We used the subjective probability scale which has 11 categories with both the empirical ROC method and the proper binormal model (PROPROC) (34) to study detection accuracy. For each treatment-reader combination, we computed area under the ROC curve (AUC) as our primary measure of detection accuracy. Experimental conditions were compared using an analysis of variance (ANOVA) (35, 36), to generalize to the population of radiologists (37).

Revision of Scoring Based on Review of CAD Findings

After this experiment was completed, we subjected our cases as seen in both experimental conditions to analysis by a commercial CAD system. Based on an extensive review of CAD findings, five of the 70 cases were judged to be compromised and removed from scoring. This included 3 cases with native abnormalities and 2 cases without native abnormalities. On these five cases, the examinations could have contained a nodule even in the control condition where nodules were supposed to be absent (the non-SOS condition) thereby compromising the experimental manipulation.

RESULTS

Empirical ROC areas for detection of native abnormalities were 0.55 without added nodules and 0.54 with the added nodules (F(1,17) = 1.20, p = 0.2885). Areas under the proper binormal ROC curves for detection of native abnormalities were 0.62 without added nodules and 0.60 with the added nodules (F(1,17) = 1.99, p = 0.1764).

DISCUSSION

An obvious factor limiting the magnitude of an SOS effect on detection accuracy was the difficulty of our test abnormalities. The average empirical ROC area was only 0.55 for detection of test abnormalities before the addition of nodules. There simply were not many examinations on which to measure SOS on accuracy because the test abnormality was missed even without the nodule being added. We also analyzed the rating data with other ROC models and accuracy parameters including partial ROC area and sensitivity at a fixed specificity. Conclusions were the same regardless of the ROC model or accuracy parameter.
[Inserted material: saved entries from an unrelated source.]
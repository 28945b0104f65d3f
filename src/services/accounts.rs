//! Accounts: signup, activation, login, passwords and permission sync

use std::collections::HashMap;

use argon2::{
    password_hash::{rand_core::OsRng, PasswordHash, PasswordHasher, PasswordVerifier, SaltString},
    Argon2,
};
use chrono::{NaiveDate, Utc};
use once_cell::sync::Lazy;
use serde::Serialize;
use utoipa::ToSchema;

use crate::{
    config::{AuthConfig, SiteConfig},
    error::{AppError, AppResult},
    models::{
        account::{Account, AccountInfo, LoginRequest, SessionClaims, SignupRequest},
        enums::RankName,
        member::MemberStatus,
        rank::{ActiveRanks, RankAssignment},
    },
    repository::Repository,
};

use super::{
    email::{compose_activation, compose_password_reset},
    queue::EmailQueue,
    today,
    tokens::{ActionTokens, TokenPurpose},
};

const BAD_CREDENTIALS: &str = "Invalid username or password";

/// Verified against when the username is unknown, so a miss costs as much as a wrong password
static DUMMY_HASH: Lazy<Option<String>> = Lazy::new(|| hash_password("phylactery-dummy-password").ok());

/// Outcome of the permission sync job
#[derive(Debug, Default, Clone, PartialEq, Eq, Serialize, ToSchema)]
pub struct PermissionSyncReport {
    pub checked: usize,
    pub deactivated: usize,
    pub staff_changed: usize,
}

/// Permission flags an account should carry given its member's ranks
pub fn desired_flags(account: &Account, ranks: &ActiveRanks) -> (bool, bool) {
    let allowed = ranks.is_gatekeeper() && !ranks.is_excluded();
    let is_active = account.is_active && allowed;
    let is_staff = allowed && ranks.is_staff();
    (is_active, is_staff)
}

#[derive(Clone)]
pub struct AccountsService {
    repository: Repository,
    queue: EmailQueue,
    tokens: ActionTokens,
    config: AuthConfig,
    site: SiteConfig,
}

impl AccountsService {
    pub fn new(
        repository: Repository,
        queue: EmailQueue,
        tokens: ActionTokens,
        config: AuthConfig,
        site: SiteConfig,
    ) -> Self {
        Self {
            repository,
            queue,
            tokens,
            config,
            site,
        }
    }

    async fn member_status(&self, member_id: i32) -> AppResult<MemberStatus> {
        let member = self.repository.members.get_by_id(member_id).await?;
        let memberships = self.repository.members.memberships(member_id).await?;
        let assignments = self.repository.ranks.assignments_for_member(member_id).await?;
        Ok(MemberStatus::compute(&member, &memberships, &assignments, today()))
    }

    /// Create an inactive account for a gatekeeper and mail the activation link.
    /// Callers always get the same answer, whatever happened.
    pub async fn signup(&self, request: &SignupRequest) -> AppResult<()> {
        let Some(member) = self.repository.members.get_by_email(&request.email).await? else {
            tracing::info!("Signup for an unknown email address ignored");
            return Ok(());
        };

        let status = self.member_status(member.id).await?;
        if !status.is_gatekeeper || status.is_excluded {
            tracing::info!(member_id = member.id, "Signup by a non-gatekeeper ignored");
            return Ok(());
        }
        if self.repository.accounts.get_by_member(member.id).await?.is_some() {
            tracing::info!(member_id = member.id, "Signup for a member who already has an account ignored");
            return Ok(());
        }
        if self.repository.accounts.get_by_username(&request.username).await?.is_some() {
            tracing::info!(member_id = member.id, "Signup with a taken username ignored");
            return Ok(());
        }

        let hash = hash_password(&request.password)?;
        let account = self
            .repository
            .accounts
            .create(member.id, request.username.trim(), &hash, status.ranks.is_staff())
            .await?;

        let token = self.tokens.issue(
            account.id,
            TokenPurpose::Activation,
            &[&account.is_active.to_string()],
            self.config.activation_token_hours,
        )?;
        self.queue
            .push(&compose_activation(&self.site, &member.email_address, &account.username, &token))
            .await?;

        tracing::info!(account_id = account.id, member_id = member.id, "Account created, activation pending");
        Ok(())
    }

    pub async fn activate(&self, token: &str) -> AppResult<()> {
        let account_id = self.tokens.subject(token, TokenPurpose::Activation)?;
        let account = self.repository.accounts.get_by_id(account_id).await?;
        self.tokens
            .verify(token, TokenPurpose::Activation, &[&account.is_active.to_string()])?;

        self.repository.accounts.activate(account.id).await?;
        tracing::info!(account_id, "Account activated");
        Ok(())
    }

    /// Check credentials and issue a session token
    pub async fn login(&self, request: &LoginRequest) -> AppResult<(String, AccountInfo)> {
        let Some(account) = self.repository.accounts.get_by_username(&request.username).await? else {
            if let Some(hash) = DUMMY_HASH.as_deref() {
                verify_password(hash, &request.password)?;
            }
            return Err(AppError::Authentication(BAD_CREDENTIALS.to_string()));
        };

        if !verify_password(&account.password_hash, &request.password)? {
            return Err(AppError::Authentication(BAD_CREDENTIALS.to_string()));
        }

        let status = self.member_status(account.member_id).await?;
        if !account.is_active || !status.is_gatekeeper || status.is_excluded {
            tracing::info!(account_id = account.id, "Login refused for inactive or unauthorised account");
            return Err(AppError::Authentication(BAD_CREDENTIALS.to_string()));
        }

        self.repository.accounts.touch_last_login(account.id).await?;

        let now = Utc::now().timestamp();
        let claims = SessionClaims {
            sub: account.username.clone(),
            account_id: account.id,
            member_id: account.member_id,
            ranks: status.ranks.0.clone(),
            exp: now + (self.config.jwt_expiration_hours as i64 * 3600),
            iat: now,
        };
        let token = claims
            .create_token(&self.config.jwt_secret)
            .map_err(|e| AppError::Internal(format!("Failed to create token: {}", e)))?;

        let info = self.info(&account, status.ranks).await?;
        Ok((token, info))
    }

    /// Decode a session token and load the caller's current standing
    pub async fn authenticate(&self, token: &str) -> AppResult<SessionClaims> {
        let claims = SessionClaims::from_token(token, &self.config.jwt_secret)
            .map_err(|e| AppError::Authentication(e.to_string()))?;

        let account = match self.repository.accounts.get_by_id(claims.account_id).await {
            Ok(account) => account,
            Err(AppError::NotFound(_)) => {
                return Err(AppError::Authentication("Session is no longer valid".to_string()))
            }
            Err(e) => return Err(e),
        };
        let assignments = self.repository.ranks.assignments_for_member(account.member_id).await?;
        let ranks = ActiveRanks::from_assignments(&assignments, today());

        claims.with_current_ranks(&account, ranks).map_err(|e| {
            tracing::info!(account_id = account.id, "Session refused after a permission change");
            e
        })
    }

    pub async fn me(&self, claims: &SessionClaims) -> AppResult<AccountInfo> {
        let account = self.repository.accounts.get_by_id(claims.account_id).await?;
        let status = self.member_status(account.member_id).await?;
        self.info(&account, status.ranks).await
    }

    async fn info(&self, account: &Account, ranks: ActiveRanks) -> AppResult<AccountInfo> {
        let member = self.repository.members.get_by_id(account.member_id).await?;
        Ok(AccountInfo {
            account_id: account.id,
            member_id: account.member_id,
            username: account.username.clone(),
            display_name: member.display_name(),
            tier: ranks.tier(),
            ranks: ranks.0,
            is_staff: account.is_staff,
        })
    }

    pub async fn change_password(&self, account_id: i32, current: &str, new_password: &str) -> AppResult<()> {
        let account = self.repository.accounts.get_by_id(account_id).await?;
        if !verify_password(&account.password_hash, current)? {
            return Err(AppError::Authentication("Current password is incorrect".to_string()));
        }
        let hash = hash_password(new_password)?;
        self.repository.accounts.set_password(account.id, &hash).await?;
        tracing::info!(account_id, "Password changed");
        Ok(())
    }

    /// Mail a reset link to the account of the member with this email, if any
    pub async fn request_password_reset(&self, email: &str) -> AppResult<()> {
        let Some(member) = self.repository.members.get_by_email(email).await? else {
            return Ok(());
        };
        let Some(account) = self.repository.accounts.get_by_member(member.id).await? else {
            return Ok(());
        };
        if !account.is_active {
            return Ok(());
        }

        let token = self.tokens.issue(
            account.id,
            TokenPurpose::PasswordReset,
            &[&account.password_hash],
            self.config.password_reset_token_hours,
        )?;
        self.queue
            .push(&compose_password_reset(&self.site, &member.email_address, &account.username, &token))
            .await
    }

    pub async fn confirm_password_reset(&self, token: &str, new_password: &str) -> AppResult<()> {
        let account_id = self.tokens.subject(token, TokenPurpose::PasswordReset)?;
        let account = self.repository.accounts.get_by_id(account_id).await?;
        self.tokens
            .verify(token, TokenPurpose::PasswordReset, &[&account.password_hash])?;

        let hash = hash_password(new_password)?;
        self.repository.accounts.set_password(account.id, &hash).await?;
        tracing::info!(account_id, "Password reset");
        Ok(())
    }

    /// Bring every account's flags in line with its member's ranks on `day`
    pub async fn sync_permissions(&self, day: NaiveDate) -> AppResult<PermissionSyncReport> {
        let accounts = self.repository.accounts.list_all().await?;
        let assignments = self.repository.ranks.active_assignments(RankName::ALL, day).await?;

        let mut by_member: HashMap<i32, Vec<RankAssignment>> = HashMap::new();
        for assignment in assignments {
            by_member.entry(assignment.member_id).or_default().push(assignment);
        }

        let mut report = PermissionSyncReport {
            checked: accounts.len(),
            ..Default::default()
        };

        for account in &accounts {
            let ranks = ActiveRanks::from_assignments(
                by_member.get(&account.member_id).map(Vec::as_slice).unwrap_or(&[]),
                day,
            );
            let (is_active, is_staff) = desired_flags(account, &ranks);
            if is_active == account.is_active && is_staff == account.is_staff {
                continue;
            }

            self.repository
                .accounts
                .set_flags(account.id, is_active, is_staff)
                .await?;
            if account.is_active && !is_active {
                report.deactivated += 1;
                tracing::info!(account_id = account.id, username = %account.username, "Account deactivated");
            }
            if account.is_staff != is_staff {
                report.staff_changed += 1;
                tracing::info!(account_id = account.id, is_staff, "Staff flag updated");
            }
        }

        Ok(report)
    }
}

pub fn hash_password(password: &str) -> AppResult<String> {
    let salt = SaltString::generate(&mut OsRng);
    let hash = Argon2::default()
        .hash_password(password.as_bytes(), &salt)
        .map_err(|e| AppError::Internal(format!("Failed to hash password: {}", e)))?;
    Ok(hash.to_string())
}

pub fn verify_password(hash: &str, password: &str) -> AppResult<bool> {
    let parsed_hash =
        PasswordHash::new(hash).map_err(|_| AppError::Internal("Invalid password hash".to_string()))?;
    Ok(Argon2::default()
        .verify_password(password.as_bytes(), &parsed_hash)
        .is_ok())
}

#[cfg(test)]
mod tests {
    use super::*;

    fn account(is_active: bool, is_staff: bool) -> Account {
        Account {
            id: 1,
            member_id: 1,
            username: "gk".into(),
            password_hash: String::new(),
            is_active,
            is_staff,
            last_login: None,
            created_at: Utc::now(),
        }
    }

    #[test]
    fn test_password_hash_round_trip() {
        let hash = hash_password("correct horse").unwrap();
        assert!(verify_password(&hash, "correct horse").unwrap());
        assert!(!verify_password(&hash, "battery staple").unwrap());
    }

    #[test]
    fn test_dummy_hash_rejects_any_password() {
        let hash = DUMMY_HASH.as_deref().unwrap();
        assert!(!verify_password(hash, "hunter22").unwrap());
    }

    #[test]
    fn test_lapsed_gatekeeper_deactivated() {
        let flags = desired_flags(&account(true, false), &ActiveRanks(vec![]));
        assert_eq!(flags, (false, false));
    }

    #[test]
    fn test_inactive_account_stays_inactive() {
        let flags = desired_flags(&account(false, false), &ActiveRanks(vec![RankName::Gatekeeper]));
        assert_eq!(flags, (false, false));
    }

    #[test]
    fn test_committee_position_is_staff() {
        let flags = desired_flags(
            &account(true, false),
            &ActiveRanks(vec![RankName::Treasurer, RankName::Committee]),
        );
        assert_eq!(flags, (true, true));
    }

    #[test]
    fn test_excluded_loses_everything() {
        let flags = desired_flags(
            &account(true, true),
            &ActiveRanks(vec![RankName::Excluded, RankName::President]),
        );
        assert_eq!(flags, (false, false));
    }
}
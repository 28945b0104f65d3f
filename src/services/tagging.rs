//! Computed tag derivation

use std::collections::{BTreeSet, HashMap, VecDeque};

use crate::models::{item::Item, tag::TagEdge};

/// Most player-count tags generated for one item
const MAX_PLAYER_TAGS: usize = 12;

pub const HIGH_VALUE_TAG: &str = "High Value";

/// Tags every item gets from its own fields
pub fn automatic_tag_names(item: &Item) -> Vec<String> {
    let mut names = vec![item.item_type.label().to_string()];

    let min = item.min_players.or(item.max_players);
    let max = item.max_players.or(item.min_players);
    if let (Some(min), Some(max)) = (min, max) {
        names.extend(
            (min.max(1)..=max)
                .take(MAX_PLAYER_TAGS)
                .map(|n| format!("{} Players", n)),
        );
    }

    if item.high_value {
        names.push(HIGH_VALUE_TAG.to_string());
    }
    names
}

/// Every tag reachable from `seeds` through parent edges, seeds included.
/// Cycles terminate.
pub fn propagate(seeds: &[i32], edges: &[TagEdge]) -> BTreeSet<i32> {
    let mut parents: HashMap<i32, Vec<i32>> = HashMap::new();
    for edge in edges {
        parents.entry(edge.tag_id).or_default().push(edge.parent_id);
    }

    let mut seen: BTreeSet<i32> = BTreeSet::new();
    let mut queue: VecDeque<i32> = seeds.iter().copied().collect();
    while let Some(tag) = queue.pop_front() {
        if !seen.insert(tag) {
            continue;
        }
        if let Some(ps) = parents.get(&tag) {
            queue.extend(ps.iter().copied().filter(|p| !seen.contains(p)));
        }
    }
    seen
}

#[cfg(test)]
mod tests {
    use super::*;
    use crate::models::enums::ItemType;
    use chrono::Utc;

    fn item(min: Option<i32>, max: Option<i32>, high_value: bool) -> Item {
        Item {
            id: 1,
            name: "Catan".into(),
            slug: "catan".into(),
            description: String::new(),
            condition: String::new(),
            notes: String::new(),
            item_type: ItemType::BoardGame,
            image_url: None,
            is_borrowable: true,
            high_value,
            min_players: min,
            max_players: max,
            average_play_time: None,
            created_at: Utc::now(),
            modified_at: None,
        }
    }

    fn edge(tag_id: i32, parent_id: i32) -> TagEdge {
        TagEdge { tag_id, parent_id }
    }

    #[test]
    fn test_automatic_tags() {
        let names = automatic_tag_names(&item(Some(3), Some(4), true));
        assert_eq!(names, vec!["Board Game", "3 Players", "4 Players", "High Value"]);
    }

    #[test]
    fn test_player_tags_capped() {
        let names = automatic_tag_names(&item(Some(1), Some(99), false));
        assert_eq!(names.len(), 1 + 12);
        assert_eq!(names.last().map(String::as_str), Some("12 Players"));
    }

    #[test]
    fn test_single_player_bound() {
        let names = automatic_tag_names(&item(Some(2), None, false));
        assert_eq!(names, vec!["Board Game", "2 Players"]);
    }

    #[test]
    fn test_propagate_follows_parents() {
        // 1 -> 2 -> 3, 4 -> 3
        let edges = [edge(1, 2), edge(2, 3), edge(4, 3)];
        let tags = propagate(&[1], &edges);
        assert_eq!(tags.into_iter().collect::<Vec<_>>(), vec![1, 2, 3]);
    }

    #[test]
    fn test_propagate_terminates_on_cycles() {
        let edges = [edge(1, 2), edge(2, 1), edge(2, 5)];
        let tags = propagate(&[1], &edges);
        assert_eq!(tags.into_iter().collect::<Vec<_>>(), vec![1, 2, 5]);
    }
}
The problem comes into clearer focus when we look at the ROC data matrices. Our best reader only found 16 of our 32 test abnormalities without the added nodule; two thirds of readers found less than half of that. Another way to look at the results is to count the number of readers (of 18) who found the test abnormality for each examination. Even without the nodule, about two-thirds of test abnormalities were missed by 80% of readers. The test abnormality was found in only 5 of 32 examinations by most readers.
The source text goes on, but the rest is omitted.